• [Activity] The records under this task must be duplicated exactly.

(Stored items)
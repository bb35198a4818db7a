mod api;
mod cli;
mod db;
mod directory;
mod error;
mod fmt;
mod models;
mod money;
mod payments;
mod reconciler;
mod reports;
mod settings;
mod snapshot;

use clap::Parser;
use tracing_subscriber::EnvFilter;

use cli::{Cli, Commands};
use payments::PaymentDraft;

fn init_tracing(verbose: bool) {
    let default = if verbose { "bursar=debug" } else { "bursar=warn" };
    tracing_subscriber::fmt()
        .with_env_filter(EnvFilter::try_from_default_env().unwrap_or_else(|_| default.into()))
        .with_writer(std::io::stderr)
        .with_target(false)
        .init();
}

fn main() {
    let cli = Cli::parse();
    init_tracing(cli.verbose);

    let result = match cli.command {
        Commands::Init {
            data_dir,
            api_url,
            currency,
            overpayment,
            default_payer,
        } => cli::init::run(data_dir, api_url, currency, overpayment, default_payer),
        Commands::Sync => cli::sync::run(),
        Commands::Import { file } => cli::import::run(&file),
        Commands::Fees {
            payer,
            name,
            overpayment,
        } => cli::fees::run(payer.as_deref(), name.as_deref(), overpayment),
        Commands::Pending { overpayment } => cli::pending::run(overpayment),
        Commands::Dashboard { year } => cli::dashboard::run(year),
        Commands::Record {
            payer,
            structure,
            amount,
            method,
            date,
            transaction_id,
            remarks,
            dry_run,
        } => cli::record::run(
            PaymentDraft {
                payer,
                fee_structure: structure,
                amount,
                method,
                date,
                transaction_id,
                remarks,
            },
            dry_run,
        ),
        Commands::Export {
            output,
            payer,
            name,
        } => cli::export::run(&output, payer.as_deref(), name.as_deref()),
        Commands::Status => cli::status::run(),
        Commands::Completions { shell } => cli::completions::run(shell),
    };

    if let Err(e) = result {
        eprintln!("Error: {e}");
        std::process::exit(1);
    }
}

• [Written reply]
repository bb35198a4818db7a
mod api;
mod cli;
mod db;
mod directory;
mod error;
mod fmt;
mod models;
mod money;
mod payments;
mod reconciler;
mod reports;
mod settings;
mod snapshot;

use clap::Parser;
use tracing_subscriber::EnvFilter;

use cli::{Cli, Commands};
use payments::PaymentDraft;

fn init_tracing(verbose: bool) {
    let default = if verbose { "bursar=debug" } else { "bursar=warn" };
    tracing_subscriber::fmt()
        .with_env_filter(EnvFilter::try_from_default_env().unwrap_or_else(|_| default.into()))
        .with_writer(std::io::stderr)
        .with_target(false)
        .init();
}

fn main() {
    let cli = Cli::parse();
    init_tracing(cli.verbose);

    let result = match cli.command {
        Commands::Init {
            data_dir,
            api_url,
            currency,
            overpayment,
            default_payer,
        } => cli::init::run(data_dir, api_url, currency, overpayment, default_payer),
        Commands::Sync => cli::sync::run(),
        Commands::Import { file } => cli::import::run(&file),
        Commands::Fees {
            payer,
            name,
            overpayment,
        } => cli::fees::run(payer.as_deref(), name.as_deref(), overpayment),
        Commands::Pending { overpayment } => cli::pending::run(overpayment),
        Commands::Dashboard { year } => cli::dashboard::run(year),
        Commands::Record {
            payer,
            structure,
            amount,
            method,
            date,
            transaction_id,
            remarks,
            dry_run,
        } => cli::record::run(
            PaymentDraft {
                payer,
                fee_structure: structure,
                amount,
                method,
                date,
                transaction_id,
                remarks,
            },
            dry_run,
        ),
        Commands::Export {
            output,
            payer,
            name,
        } => cli::export::run(&output, payer.as_deref(), name.as_deref()),
        Commands::Status => cli::status::run(),
        Commands::Completions { shell } => cli::completions::run(shell),
    };

    if let Err(e) = result {
        eprintln!("Error: {e}");
        std::process::exit(1);
    }
}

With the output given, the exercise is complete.